## DESCRIPTION OF THE TASK
Exact repetition is the task: copy every entry below.

## MATERIAL PROVIDED
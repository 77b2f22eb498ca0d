use std::cell::RefCell;

use crate::errors::DriveError;
use crate::state::RunState;
use crate::workflow::{run_procedure, Procedure, StagedWorkflow, WorkflowOutcome};

fn logging_workflow<'a>(
    log: &'a RefCell<Vec<String>>,
    fail_once_at: Option<(usize, &'static str)>,
    failed: &'a RefCell<bool>,
) -> StagedWorkflow<'a, usize> {
    let mut workflow = StagedWorkflow::new("harvest", vec![0usize, 1, 2]);
    for stage in ["collect", "crack", "sort"] {
        workflow = workflow.stage(stage, move |item, _state| {
            if let Some((fail_item, fail_stage)) = fail_once_at {
                if *item == fail_item && stage == fail_stage && !*failed.borrow() {
                    *failed.borrow_mut() = true;
                    return Err(DriveError::Restart("verification lost".into()));
                }
            }
            log.borrow_mut().push(format!("item{item}:{stage}"));
            Ok(())
        });
    }
    workflow
}

#[test]
fn full_pass_runs_every_stage_in_order() {
    let log = RefCell::new(Vec::new());
    let failed = RefCell::new(false);
    let mut workflow = logging_workflow(&log, None, &failed);
    let mut state = RunState::new();

    workflow.run(&mut state).unwrap();

    assert_eq!(
        log.borrow().as_slice(),
        [
            "item0:collect", "item0:crack", "item0:sort",
            "item1:collect", "item1:crack", "item1:sort",
            "item2:collect", "item2:crack", "item2:sort",
        ]
    );
    let cp = state.checkpoint("harvest");
    assert_eq!(cp.item, 3);
    assert_eq!(cp.stage, None);
}

#[test]
fn restart_resumes_at_checkpointed_stage() {
    let log = RefCell::new(Vec::new());
    let failed = RefCell::new(false);
    // Stage 2 ("crack") of item 2 (index 1) restarts once.
    let mut workflow = logging_workflow(&log, Some((1, "crack")), &failed);
    let mut state = RunState::new();

    let err = workflow.run(&mut state).unwrap_err();
    assert!(matches!(err, DriveError::Restart(_)));

    // The in-progress marker survives the unwind.
    let cp = state.checkpoint("harvest");
    assert_eq!(cp.item, 1);
    assert_eq!(cp.stage.as_deref(), Some("crack"));

    // Driver retries: item 0 skipped entirely, item 1 resumes at "crack",
    // item 2 runs every stage.
    workflow.run(&mut state).unwrap();
    assert_eq!(
        log.borrow().as_slice(),
        [
            "item0:collect", "item0:crack", "item0:sort",
            "item1:collect",
            // restart hit here
            "item1:crack", "item1:sort",
            "item2:collect", "item2:crack", "item2:sort",
        ]
    );
}

#[test]
fn unexpected_errors_are_wrapped_into_restart() {
    let mut workflow = StagedWorkflow::new("grind", vec![0usize]).stage("deposit", |_, _| {
        Err(DriveError::InvalidConfig("grinder region missing".into()))
    });
    let mut state = RunState::new();

    let err = workflow.run(&mut state).unwrap_err();
    match err {
        DriveError::Restart(reason) => {
            assert!(reason.contains("deposit"));
            assert!(reason.contains("grinder region missing"));
        }
        other => panic!("expected Restart, got {other:?}"),
    }
    // The failed stage stays checkpointed for the retry.
    assert_eq!(state.checkpoint("grind").stage.as_deref(), Some("deposit"));
}

#[test]
fn cancellation_propagates_unwrapped() {
    let mut workflow =
        StagedWorkflow::new("grind", vec![0usize]).stage("deposit", |_, _| Err(DriveError::Cancelled));
    let mut state = RunState::new();

    assert!(matches!(workflow.run(&mut state), Err(DriveError::Cancelled)));
    assert!(matches!(
        workflow.run_with_retries(&mut state, 5),
        Err(DriveError::Cancelled)
    ));
}

#[test]
fn checkpoint_item_is_monotonic_within_a_pass() {
    let observed = RefCell::new(Vec::new());
    let mut workflow = StagedWorkflow::new("feed", vec![0usize, 1, 2]).stage("feed", |_, state| {
        observed.borrow_mut().push(state.checkpoint("feed").item);
        Ok(())
    });
    let mut state = RunState::new();

    workflow.run(&mut state).unwrap();
    let items = observed.borrow();
    assert!(items.windows(2).all(|w| w[0] <= w[1]), "items: {items:?}");

    // Only a new top-level run resets the ledger.
    state.reset_checkpoint("feed");
    assert_eq!(state.checkpoint("feed").item, 0);
}

#[test]
fn retries_complete_after_transient_restarts() {
    let failures = RefCell::new(2u32);
    let mut workflow = StagedWorkflow::new("feed", vec![0usize]).stage("feed", |_, _| {
        let mut left = failures.borrow_mut();
        if *left > 0 {
            *left -= 1;
            return Err(DriveError::Restart("flaky".into()));
        }
        Ok(())
    });
    let mut state = RunState::new();

    let outcome = workflow.run_with_retries(&mut state, 5).unwrap();
    assert_eq!(outcome, WorkflowOutcome::Completed);
}

#[test]
fn retry_exhaustion_is_reported_not_fatal() {
    let mut workflow = StagedWorkflow::new("feed", vec![0usize])
        .stage("feed", |_, _| Err(DriveError::Restart("always down".into())));
    let mut state = RunState::new();

    let outcome = workflow.run_with_retries(&mut state, 5).unwrap();
    match outcome {
        WorkflowOutcome::Exhausted {
            attempts,
            last_reason,
        } => {
            assert_eq!(attempts, 5);
            assert_eq!(last_reason, "always down");
        }
        other => panic!("expected Exhausted, got {other:?}"),
    }
}

struct NamedProcedure;

impl Procedure for NamedProcedure {
    fn name(&self) -> &str {
        "teleport:render"
    }

    fn run(&mut self, state: &mut RunState) -> Result<(), DriveError> {
        assert!(state.procedure_attached);
        Ok(())
    }
}

#[test]
fn run_procedure_attaches_a_live_handle() {
    let mut state = RunState::new();
    state.restart_requested = true;

    run_procedure(&mut NamedProcedure, &mut state).unwrap();

    assert_eq!(state.current_procedure.as_deref(), Some("teleport:render"));
    assert!(state.procedure_attached);
    assert!(
        !state.restart_requested,
        "starting a procedure clears any pending restart request"
    );
}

## ANSWER SPACE
repository 77b2f22eb498ca0d
use std::cell::RefCell;

use crate::errors::DriveError;
use crate::state::RunState;
use crate::workflow::{run_procedure, Procedure, StagedWorkflow, WorkflowOutcome};

fn logging_workflow<'a>(
    log: &'a RefCell<Vec<String>>,
    fail_once_at: Option<(usize, &'static str)>,
    failed: &'a RefCell<bool>,
) -> StagedWorkflow<'a, usize> {
    let mut workflow = StagedWorkflow::new("harvest", vec![0usize, 1, 2]);
    for stage in ["collect", "crack", "sort"] {
        workflow = workflow.stage(stage, move |item, _state| {
            if let Some((fail_item, fail_stage)) = fail_once_at {
                if *item == fail_item && stage == fail_stage && !*failed.borrow() {
                    *failed.borrow_mut() = true;
                    return Err(DriveError::Restart("verification lost".into()));
                }
            }
            log.borrow_mut().push(format!("item{item}:{stage}"));
            Ok(())
        });
    }
    workflow
}

#[test]
fn full_pass_runs_every_stage_in_order() {
    let log = RefCell::new(Vec::new());
    let failed = RefCell::new(false);
    let mut workflow = logging_workflow(&log, None, &failed);
    let mut state = RunState::new();

    workflow.run(&mut state).unwrap();

    assert_eq!(
        log.borrow().as_slice(),
        [
            "item0:collect", "item0:crack", "item0:sort",
            "item1:collect", "item1:crack", "item1:sort",
            "item2:collect", "item2:crack", "item2:sort",
        ]
    );
    let cp = state.checkpoint("harvest");
    assert_eq!(cp.item, 3);
    assert_eq!(cp.stage, None);
}

#[test]
fn restart_resumes_at_checkpointed_stage() {
    let log = RefCell::new(Vec::new());
    let failed = RefCell::new(false);
    // Stage 2 ("crack") of item 2 (index 1) restarts once.
    let mut workflow = logging_workflow(&log, Some((1, "crack")), &failed);
    let mut state = RunState::new();

    let err = workflow.run(&mut state).unwrap_err();
    assert!(matches!(err, DriveError::Restart(_)));

    // The in-progress marker survives the unwind.
    let cp = state.checkpoint("harvest");
    assert_eq!(cp.item, 1);
    assert_eq!(cp.stage.as_deref(), Some("crack"));

    // Driver retries: item 0 skipped entirely, item 1 resumes at "crack",
    // item 2 runs every stage.
    workflow.run(&mut state).unwrap();
    assert_eq!(
        log.borrow().as_slice(),
        [
            "item0:collect", "item0:crack", "item0:sort",
            "item1:collect",
            // restart hit here
            "item1:crack", "item1:sort",
            "item2:collect", "item2:crack", "item2:sort",
        ]
    );
}

#[test]
fn unexpected_errors_are_wrapped_into_restart() {
    let mut workflow = StagedWorkflow::new("grind", vec![0usize]).stage("deposit", |_, _| {
        Err(DriveError::InvalidConfig("grinder region missing".into()))
    });
    let mut state = RunState::new();

    let err = workflow.run(&mut state).unwrap_err();
    match err {
        DriveError::Restart(reason) => {
            assert!(reason.contains("deposit"));
            assert!(reason.contains("grinder region missing"));
        }
        other => panic!("expected Restart, got {other:?}"),
    }
    // The failed stage stays checkpointed for the retry.
    assert_eq!(state.checkpoint("grind").stage.as_deref(), Some("deposit"));
}

#[test]
fn cancellation_propagates_unwrapped() {
    let mut workflow =
        StagedWorkflow::new("grind", vec![0usize]).stage("deposit", |_, _| Err(DriveError::Cancelled));
    let mut state = RunState::new();

    assert!(matches!(workflow.run(&mut state), Err(DriveError::Cancelled)));
    assert!(matches!(
        workflow.run_with_retries(&mut state, 5),
        Err(DriveError::Cancelled)
    ));
}

#[test]
fn checkpoint_item_is_monotonic_within_a_pass() {
    let observed = RefCell::new(Vec::new());
    let mut workflow = StagedWorkflow::new("feed", vec![0usize, 1, 2]).stage("feed", |_, state| {
        observed.borrow_mut().push(state.checkpoint("feed").item);
        Ok(())
    });
    let mut state = RunState::new();

    workflow.run(&mut state).unwrap();
    let items = observed.borrow();
    assert!(items.windows(2).all(|w| w[0] <= w[1]), "items: {items:?}");

    // Only a new top-level run resets the ledger.
    state.reset_checkpoint("feed");
    assert_eq!(state.checkpoint("feed").item, 0);
}

#[test]
fn retries_complete_after_transient_restarts() {
    let failures = RefCell::new(2u32);
    let mut workflow = StagedWorkflow::new("feed", vec![0usize]).stage("feed", |_, _| {
        let mut left = failures.borrow_mut();
        if *left > 0 {
            *left -= 1;
            return Err(DriveError::Restart("flaky".into()));
        }
        Ok(())
    });
    let mut state = RunState::new();

    let outcome = workflow.run_with_retries(&mut state, 5).unwrap();
    assert_eq!(outcome, WorkflowOutcome::Completed);
}

#[test]
fn retry_exhaustion_is_reported_not_fatal() {
    let mut workflow = StagedWorkflow::new("feed", vec![0usize])
        .stage("feed", |_, _| Err(DriveError::Restart("always down".into())));
    let mut state = RunState::new();

    let outcome = workflow.run_with_retries(&mut state, 5).unwrap();
    match outcome {
        WorkflowOutcome::Exhausted {
            attempts,
            last_reason,
        } => {
            assert_eq!(attempts, 5);
            assert_eq!(last_reason, "always down");
        }
        other => panic!("expected Exhausted, got {other:?}"),
    }
}

struct NamedProcedure;

impl Procedure for NamedProcedure {
    fn name(&self) -> &str {
        "teleport:render"
    }

    fn run(&mut self, state: &mut RunState) -> Result<(), DriveError> {
        assert!(state.procedure_attached);
        Ok(())
    }
}

#[test]
fn run_procedure_attaches_a_live_handle() {
    let mut state = RunState::new();
    state.restart_requested = true;

    run_procedure(&mut NamedProcedure, &mut state).unwrap();

    assert_eq!(state.current_procedure.as_deref(), Some("teleport:render"));
    assert!(state.procedure_attached);
    assert!(
        !state.restart_requested,
        "starting a procedure clears any pending restart request"
    );
}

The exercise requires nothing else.